Exercise description:
Keeping every word the same, return the listing from its first line until the line holding "public contact form." has been returned as well.

*** Material provided Section Begins ***

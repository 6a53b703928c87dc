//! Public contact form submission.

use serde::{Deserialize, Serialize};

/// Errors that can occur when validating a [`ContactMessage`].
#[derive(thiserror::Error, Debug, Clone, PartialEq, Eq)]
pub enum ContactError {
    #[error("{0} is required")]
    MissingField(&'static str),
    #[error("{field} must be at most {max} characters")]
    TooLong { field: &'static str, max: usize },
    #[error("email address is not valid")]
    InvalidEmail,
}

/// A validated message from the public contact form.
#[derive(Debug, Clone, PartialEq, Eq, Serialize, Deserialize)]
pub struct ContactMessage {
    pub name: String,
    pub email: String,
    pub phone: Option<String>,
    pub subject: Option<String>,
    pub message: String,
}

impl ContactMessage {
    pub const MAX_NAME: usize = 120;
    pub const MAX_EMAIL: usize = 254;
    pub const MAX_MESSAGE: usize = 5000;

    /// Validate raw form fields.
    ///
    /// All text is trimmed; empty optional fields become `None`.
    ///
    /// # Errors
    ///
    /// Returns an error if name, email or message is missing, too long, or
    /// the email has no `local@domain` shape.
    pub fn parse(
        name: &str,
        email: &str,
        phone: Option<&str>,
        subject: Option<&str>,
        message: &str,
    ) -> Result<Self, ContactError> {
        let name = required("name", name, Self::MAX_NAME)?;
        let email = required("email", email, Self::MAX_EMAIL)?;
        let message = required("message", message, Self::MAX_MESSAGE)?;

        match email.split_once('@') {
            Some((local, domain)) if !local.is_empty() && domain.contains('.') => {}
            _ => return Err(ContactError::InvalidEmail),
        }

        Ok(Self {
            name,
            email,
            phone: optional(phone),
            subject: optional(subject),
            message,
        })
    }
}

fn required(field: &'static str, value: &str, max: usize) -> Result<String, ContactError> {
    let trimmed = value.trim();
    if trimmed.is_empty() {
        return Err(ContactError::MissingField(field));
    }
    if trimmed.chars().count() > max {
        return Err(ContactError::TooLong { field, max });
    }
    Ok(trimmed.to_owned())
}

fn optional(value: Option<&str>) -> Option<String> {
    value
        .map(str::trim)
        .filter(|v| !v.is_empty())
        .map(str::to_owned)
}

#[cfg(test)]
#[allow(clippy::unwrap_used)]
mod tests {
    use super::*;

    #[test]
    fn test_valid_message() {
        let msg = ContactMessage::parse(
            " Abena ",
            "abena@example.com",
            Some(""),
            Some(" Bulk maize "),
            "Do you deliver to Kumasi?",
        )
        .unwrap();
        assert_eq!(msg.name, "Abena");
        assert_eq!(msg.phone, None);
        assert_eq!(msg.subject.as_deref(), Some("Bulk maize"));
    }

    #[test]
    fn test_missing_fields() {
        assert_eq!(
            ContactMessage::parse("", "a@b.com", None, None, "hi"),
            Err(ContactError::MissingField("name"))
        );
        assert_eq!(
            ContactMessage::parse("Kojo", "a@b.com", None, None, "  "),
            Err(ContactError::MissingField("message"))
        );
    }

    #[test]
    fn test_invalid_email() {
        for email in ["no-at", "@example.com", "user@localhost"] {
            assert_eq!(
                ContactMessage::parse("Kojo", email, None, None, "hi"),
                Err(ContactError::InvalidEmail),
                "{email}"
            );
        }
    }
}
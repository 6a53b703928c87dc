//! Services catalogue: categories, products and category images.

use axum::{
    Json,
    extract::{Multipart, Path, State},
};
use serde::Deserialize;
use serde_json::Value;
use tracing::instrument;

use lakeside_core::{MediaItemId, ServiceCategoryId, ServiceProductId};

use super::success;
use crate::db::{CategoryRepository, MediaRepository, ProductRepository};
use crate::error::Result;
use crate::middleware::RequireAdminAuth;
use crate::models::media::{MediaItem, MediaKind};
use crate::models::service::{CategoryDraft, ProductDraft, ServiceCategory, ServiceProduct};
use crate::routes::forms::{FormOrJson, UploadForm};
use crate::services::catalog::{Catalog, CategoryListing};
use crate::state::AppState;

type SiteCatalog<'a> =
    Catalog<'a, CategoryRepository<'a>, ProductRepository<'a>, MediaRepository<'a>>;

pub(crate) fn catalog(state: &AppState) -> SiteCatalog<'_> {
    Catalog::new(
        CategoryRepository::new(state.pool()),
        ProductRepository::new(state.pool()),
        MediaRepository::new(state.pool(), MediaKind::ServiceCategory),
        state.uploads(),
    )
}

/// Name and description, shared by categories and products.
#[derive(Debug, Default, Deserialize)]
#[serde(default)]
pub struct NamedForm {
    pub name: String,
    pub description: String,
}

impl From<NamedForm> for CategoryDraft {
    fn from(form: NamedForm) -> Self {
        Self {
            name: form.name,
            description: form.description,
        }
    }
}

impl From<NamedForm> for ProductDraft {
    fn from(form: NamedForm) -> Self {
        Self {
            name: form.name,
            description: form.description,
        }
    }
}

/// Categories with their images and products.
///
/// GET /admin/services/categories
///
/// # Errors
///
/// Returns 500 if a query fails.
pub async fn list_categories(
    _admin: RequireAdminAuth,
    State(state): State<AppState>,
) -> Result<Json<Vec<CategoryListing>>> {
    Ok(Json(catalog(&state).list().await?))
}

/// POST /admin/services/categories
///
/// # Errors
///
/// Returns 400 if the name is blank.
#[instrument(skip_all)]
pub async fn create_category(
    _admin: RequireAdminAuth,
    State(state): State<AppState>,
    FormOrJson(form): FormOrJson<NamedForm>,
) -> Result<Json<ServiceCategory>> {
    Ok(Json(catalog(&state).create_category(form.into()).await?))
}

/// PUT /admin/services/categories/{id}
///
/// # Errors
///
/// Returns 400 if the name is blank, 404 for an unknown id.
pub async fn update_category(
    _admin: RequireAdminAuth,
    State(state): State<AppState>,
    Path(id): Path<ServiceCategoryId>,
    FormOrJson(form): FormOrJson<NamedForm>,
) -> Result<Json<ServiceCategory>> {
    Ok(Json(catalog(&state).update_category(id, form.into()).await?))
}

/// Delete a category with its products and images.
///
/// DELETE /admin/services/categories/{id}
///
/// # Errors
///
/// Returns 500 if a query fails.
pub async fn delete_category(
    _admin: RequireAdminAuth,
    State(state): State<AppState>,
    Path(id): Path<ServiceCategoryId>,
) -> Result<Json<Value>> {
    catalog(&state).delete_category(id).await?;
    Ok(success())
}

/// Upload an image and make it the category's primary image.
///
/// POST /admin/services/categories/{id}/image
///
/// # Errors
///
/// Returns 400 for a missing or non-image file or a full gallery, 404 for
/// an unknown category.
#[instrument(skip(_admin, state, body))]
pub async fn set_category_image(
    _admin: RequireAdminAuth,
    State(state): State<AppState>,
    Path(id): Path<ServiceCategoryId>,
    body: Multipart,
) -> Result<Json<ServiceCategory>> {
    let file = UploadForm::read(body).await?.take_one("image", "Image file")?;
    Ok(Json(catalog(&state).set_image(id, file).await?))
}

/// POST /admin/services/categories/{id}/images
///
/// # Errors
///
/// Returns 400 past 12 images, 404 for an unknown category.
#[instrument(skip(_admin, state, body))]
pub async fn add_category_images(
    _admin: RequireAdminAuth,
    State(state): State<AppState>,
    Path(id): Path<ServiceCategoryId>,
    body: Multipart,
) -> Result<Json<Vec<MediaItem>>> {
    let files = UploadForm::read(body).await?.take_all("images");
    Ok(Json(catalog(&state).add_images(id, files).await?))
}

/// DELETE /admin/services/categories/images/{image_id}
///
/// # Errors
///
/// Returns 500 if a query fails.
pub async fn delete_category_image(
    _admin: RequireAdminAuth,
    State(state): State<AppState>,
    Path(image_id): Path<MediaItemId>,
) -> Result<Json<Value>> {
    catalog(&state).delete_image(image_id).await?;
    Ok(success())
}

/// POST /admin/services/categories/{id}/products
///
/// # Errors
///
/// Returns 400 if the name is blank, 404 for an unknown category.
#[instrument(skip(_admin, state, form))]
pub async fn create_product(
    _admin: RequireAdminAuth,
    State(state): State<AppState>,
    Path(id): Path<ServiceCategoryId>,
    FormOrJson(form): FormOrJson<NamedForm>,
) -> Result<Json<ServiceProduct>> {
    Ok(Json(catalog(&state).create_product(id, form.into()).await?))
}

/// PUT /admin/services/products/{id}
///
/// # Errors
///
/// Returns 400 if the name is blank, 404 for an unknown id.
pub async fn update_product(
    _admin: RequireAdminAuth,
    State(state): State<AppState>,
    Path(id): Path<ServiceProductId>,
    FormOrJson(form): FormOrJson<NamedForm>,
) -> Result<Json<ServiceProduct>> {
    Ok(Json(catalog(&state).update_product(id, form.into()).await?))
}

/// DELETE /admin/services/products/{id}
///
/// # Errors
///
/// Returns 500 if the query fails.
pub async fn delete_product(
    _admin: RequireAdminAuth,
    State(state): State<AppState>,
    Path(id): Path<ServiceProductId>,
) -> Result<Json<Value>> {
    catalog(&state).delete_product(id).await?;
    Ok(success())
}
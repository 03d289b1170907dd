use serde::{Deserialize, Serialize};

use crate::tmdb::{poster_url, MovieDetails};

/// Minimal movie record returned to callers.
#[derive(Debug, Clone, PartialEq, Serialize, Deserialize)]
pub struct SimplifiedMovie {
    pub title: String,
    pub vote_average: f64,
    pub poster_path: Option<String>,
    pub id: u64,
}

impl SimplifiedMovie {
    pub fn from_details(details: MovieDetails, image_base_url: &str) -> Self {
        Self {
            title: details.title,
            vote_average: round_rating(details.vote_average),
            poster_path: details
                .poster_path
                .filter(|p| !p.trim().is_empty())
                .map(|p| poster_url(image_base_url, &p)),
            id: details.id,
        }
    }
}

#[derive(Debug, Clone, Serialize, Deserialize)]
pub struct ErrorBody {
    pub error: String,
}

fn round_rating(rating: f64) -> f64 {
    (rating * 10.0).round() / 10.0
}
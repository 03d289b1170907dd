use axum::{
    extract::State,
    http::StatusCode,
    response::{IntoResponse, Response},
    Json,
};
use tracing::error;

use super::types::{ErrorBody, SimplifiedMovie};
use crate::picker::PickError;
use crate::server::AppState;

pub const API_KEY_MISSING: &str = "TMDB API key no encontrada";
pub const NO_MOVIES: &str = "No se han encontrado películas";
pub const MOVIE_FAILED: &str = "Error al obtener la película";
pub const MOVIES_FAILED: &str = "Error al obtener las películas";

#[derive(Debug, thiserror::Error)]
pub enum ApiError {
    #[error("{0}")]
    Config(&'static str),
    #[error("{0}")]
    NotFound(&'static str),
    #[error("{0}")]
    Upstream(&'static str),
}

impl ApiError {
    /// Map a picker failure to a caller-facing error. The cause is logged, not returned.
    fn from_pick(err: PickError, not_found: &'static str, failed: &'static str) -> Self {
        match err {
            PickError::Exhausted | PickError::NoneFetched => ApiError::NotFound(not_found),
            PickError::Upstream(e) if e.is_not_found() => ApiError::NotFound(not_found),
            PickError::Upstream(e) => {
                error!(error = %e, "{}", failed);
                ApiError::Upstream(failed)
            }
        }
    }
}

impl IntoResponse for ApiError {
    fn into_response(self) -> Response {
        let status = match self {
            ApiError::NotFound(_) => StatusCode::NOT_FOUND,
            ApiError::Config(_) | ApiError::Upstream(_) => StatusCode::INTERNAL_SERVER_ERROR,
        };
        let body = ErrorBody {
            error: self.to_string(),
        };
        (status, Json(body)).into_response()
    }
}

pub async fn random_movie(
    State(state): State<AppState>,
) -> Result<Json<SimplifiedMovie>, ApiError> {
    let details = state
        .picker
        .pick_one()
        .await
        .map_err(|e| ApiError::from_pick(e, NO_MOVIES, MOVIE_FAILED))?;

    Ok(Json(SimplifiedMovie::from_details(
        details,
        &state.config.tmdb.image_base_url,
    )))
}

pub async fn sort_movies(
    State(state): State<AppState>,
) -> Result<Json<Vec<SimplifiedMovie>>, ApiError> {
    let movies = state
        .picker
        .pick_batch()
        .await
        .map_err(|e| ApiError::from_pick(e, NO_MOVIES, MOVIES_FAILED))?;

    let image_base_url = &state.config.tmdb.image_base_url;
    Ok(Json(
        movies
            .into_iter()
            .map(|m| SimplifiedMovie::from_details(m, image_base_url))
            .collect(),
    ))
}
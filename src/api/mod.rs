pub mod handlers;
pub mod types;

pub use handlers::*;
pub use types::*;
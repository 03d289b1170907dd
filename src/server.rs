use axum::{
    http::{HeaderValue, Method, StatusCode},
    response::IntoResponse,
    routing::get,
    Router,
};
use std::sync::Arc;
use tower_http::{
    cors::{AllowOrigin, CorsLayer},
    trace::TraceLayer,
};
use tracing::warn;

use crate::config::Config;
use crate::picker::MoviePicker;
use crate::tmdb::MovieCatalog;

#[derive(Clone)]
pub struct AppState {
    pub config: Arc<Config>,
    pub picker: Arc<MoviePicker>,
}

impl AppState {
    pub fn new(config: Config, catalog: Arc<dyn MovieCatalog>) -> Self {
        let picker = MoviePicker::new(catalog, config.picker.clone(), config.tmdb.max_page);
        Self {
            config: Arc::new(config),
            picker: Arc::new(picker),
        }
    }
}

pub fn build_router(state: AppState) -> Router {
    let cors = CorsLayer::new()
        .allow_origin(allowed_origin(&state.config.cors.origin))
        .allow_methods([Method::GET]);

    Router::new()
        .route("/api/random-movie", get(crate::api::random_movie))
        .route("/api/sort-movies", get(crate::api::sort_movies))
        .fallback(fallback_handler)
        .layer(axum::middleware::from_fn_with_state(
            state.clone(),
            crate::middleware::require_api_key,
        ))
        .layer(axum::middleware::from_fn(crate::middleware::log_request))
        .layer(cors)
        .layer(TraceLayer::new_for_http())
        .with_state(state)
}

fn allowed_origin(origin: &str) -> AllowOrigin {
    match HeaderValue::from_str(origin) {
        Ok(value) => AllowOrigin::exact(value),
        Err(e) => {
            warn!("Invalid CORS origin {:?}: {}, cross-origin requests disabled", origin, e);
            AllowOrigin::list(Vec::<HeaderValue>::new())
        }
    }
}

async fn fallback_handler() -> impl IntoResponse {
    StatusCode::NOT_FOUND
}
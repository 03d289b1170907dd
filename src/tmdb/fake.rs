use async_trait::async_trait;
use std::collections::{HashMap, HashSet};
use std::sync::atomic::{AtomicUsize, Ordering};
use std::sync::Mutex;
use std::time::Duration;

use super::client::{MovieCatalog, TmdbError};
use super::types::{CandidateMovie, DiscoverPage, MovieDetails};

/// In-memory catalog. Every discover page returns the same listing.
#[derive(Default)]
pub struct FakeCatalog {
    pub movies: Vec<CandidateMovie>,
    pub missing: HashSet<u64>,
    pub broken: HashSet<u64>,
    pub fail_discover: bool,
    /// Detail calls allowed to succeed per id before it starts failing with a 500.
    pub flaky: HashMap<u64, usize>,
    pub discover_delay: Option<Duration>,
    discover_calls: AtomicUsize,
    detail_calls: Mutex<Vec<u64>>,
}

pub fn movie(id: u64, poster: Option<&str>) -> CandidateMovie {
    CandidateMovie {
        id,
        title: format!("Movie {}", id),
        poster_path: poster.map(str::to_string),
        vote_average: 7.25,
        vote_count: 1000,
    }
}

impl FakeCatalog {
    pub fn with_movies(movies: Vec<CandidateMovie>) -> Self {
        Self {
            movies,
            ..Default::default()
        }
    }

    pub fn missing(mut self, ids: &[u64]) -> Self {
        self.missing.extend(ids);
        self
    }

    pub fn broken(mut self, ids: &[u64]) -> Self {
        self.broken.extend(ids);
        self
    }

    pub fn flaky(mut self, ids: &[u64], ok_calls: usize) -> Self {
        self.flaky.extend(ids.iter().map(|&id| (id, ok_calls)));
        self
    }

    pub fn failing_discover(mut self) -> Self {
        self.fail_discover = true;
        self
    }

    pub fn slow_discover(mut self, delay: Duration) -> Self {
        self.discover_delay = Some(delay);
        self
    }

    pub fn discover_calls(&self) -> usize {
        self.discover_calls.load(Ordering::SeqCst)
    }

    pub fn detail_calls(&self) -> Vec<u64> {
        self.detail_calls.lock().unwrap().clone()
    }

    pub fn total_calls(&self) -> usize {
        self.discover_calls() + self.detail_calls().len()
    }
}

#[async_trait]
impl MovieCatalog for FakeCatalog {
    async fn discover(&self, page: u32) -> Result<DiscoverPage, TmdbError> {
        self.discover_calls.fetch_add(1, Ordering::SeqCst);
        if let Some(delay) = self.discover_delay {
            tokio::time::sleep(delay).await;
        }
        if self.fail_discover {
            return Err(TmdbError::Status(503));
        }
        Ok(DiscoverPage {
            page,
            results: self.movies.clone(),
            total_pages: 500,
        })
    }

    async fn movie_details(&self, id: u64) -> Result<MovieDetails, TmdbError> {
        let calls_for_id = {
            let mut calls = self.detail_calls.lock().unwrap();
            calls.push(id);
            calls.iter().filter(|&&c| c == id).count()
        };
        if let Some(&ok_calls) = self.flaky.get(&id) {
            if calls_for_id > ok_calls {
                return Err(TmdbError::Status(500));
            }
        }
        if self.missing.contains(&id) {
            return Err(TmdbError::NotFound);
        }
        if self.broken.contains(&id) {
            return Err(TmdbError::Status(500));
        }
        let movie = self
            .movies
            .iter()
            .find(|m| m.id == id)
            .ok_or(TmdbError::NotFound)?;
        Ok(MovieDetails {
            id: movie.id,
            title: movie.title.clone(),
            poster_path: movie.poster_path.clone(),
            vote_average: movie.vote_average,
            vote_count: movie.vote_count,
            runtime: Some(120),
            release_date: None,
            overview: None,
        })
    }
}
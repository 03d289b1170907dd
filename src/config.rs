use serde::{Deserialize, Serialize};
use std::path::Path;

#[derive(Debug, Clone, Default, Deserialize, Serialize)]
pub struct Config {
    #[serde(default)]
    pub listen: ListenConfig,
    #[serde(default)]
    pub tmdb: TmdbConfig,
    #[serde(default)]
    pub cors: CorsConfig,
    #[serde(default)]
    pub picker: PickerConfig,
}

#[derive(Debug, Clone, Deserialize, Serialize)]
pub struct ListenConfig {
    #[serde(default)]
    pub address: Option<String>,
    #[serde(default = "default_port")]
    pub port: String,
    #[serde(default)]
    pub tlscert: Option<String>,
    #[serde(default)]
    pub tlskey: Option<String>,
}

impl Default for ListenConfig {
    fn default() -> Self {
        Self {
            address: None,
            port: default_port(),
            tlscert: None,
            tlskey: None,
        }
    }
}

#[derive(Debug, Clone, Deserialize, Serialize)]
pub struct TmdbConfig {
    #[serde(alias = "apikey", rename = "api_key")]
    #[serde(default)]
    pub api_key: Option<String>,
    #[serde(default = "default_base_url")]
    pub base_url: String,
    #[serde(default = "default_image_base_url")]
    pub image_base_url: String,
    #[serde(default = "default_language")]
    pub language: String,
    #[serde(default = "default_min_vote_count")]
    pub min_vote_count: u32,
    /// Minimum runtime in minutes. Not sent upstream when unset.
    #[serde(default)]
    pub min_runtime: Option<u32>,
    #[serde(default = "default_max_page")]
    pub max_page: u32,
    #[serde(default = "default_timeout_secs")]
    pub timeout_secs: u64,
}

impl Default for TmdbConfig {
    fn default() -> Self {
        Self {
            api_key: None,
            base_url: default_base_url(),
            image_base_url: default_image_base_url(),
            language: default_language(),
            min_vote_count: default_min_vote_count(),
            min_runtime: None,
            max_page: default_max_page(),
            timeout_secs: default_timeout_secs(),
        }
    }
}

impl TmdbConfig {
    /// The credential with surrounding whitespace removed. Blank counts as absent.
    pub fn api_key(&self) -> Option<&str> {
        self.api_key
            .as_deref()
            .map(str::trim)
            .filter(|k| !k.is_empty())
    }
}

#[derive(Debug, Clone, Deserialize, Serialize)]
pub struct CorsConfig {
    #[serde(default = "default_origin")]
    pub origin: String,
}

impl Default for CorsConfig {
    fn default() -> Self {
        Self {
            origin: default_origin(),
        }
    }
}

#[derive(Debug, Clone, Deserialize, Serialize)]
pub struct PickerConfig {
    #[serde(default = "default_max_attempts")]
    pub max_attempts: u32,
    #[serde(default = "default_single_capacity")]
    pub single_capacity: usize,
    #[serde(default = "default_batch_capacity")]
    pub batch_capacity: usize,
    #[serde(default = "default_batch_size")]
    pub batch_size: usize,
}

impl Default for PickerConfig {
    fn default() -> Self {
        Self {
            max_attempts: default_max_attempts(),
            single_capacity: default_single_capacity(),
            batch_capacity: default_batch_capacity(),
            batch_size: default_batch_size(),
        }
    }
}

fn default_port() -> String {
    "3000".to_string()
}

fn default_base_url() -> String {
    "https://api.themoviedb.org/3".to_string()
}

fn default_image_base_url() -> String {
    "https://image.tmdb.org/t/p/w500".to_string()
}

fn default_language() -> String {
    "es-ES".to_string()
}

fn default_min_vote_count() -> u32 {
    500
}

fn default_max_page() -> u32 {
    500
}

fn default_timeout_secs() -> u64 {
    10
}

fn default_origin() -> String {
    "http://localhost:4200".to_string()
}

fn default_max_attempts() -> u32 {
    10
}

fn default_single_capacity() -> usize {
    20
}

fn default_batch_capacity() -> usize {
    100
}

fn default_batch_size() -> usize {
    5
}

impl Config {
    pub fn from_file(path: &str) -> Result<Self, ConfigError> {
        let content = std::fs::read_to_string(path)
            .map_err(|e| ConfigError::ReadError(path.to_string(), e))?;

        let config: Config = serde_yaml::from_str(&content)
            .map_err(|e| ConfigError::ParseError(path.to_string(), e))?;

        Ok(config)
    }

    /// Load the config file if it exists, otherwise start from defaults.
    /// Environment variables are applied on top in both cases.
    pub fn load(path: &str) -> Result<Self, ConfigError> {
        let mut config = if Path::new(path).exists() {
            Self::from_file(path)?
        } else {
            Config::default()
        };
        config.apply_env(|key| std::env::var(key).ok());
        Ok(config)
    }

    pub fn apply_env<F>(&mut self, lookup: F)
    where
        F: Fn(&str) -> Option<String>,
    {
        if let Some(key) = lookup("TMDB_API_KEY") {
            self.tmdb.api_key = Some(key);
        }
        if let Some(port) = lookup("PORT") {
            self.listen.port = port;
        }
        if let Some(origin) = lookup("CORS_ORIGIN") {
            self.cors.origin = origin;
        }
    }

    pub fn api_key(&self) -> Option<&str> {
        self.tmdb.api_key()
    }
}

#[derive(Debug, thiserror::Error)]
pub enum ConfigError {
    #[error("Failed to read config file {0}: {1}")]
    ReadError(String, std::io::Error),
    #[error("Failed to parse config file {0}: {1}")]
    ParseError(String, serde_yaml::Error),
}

*** Material provided Section Ends ***

Exercise answer:
repository 6a53b703928c87dc
//! Public contact form submission.

use serde::{Deserialize, Serialize};

/// Errors that can occur when validating a [`ContactMessage`].
#[derive(thiserror::Error, Debug, Clone, PartialEq, Eq)]
pub enum ContactError {
    #[error("{0} is required")]
    MissingField(&'static str),
    #[error("{field} must be at most {max} characters")]
    TooLong { field: &'static str, max: usize },
    #[error("email address is not valid")]
    InvalidEmail,
}

/// A validated message from the public contact form.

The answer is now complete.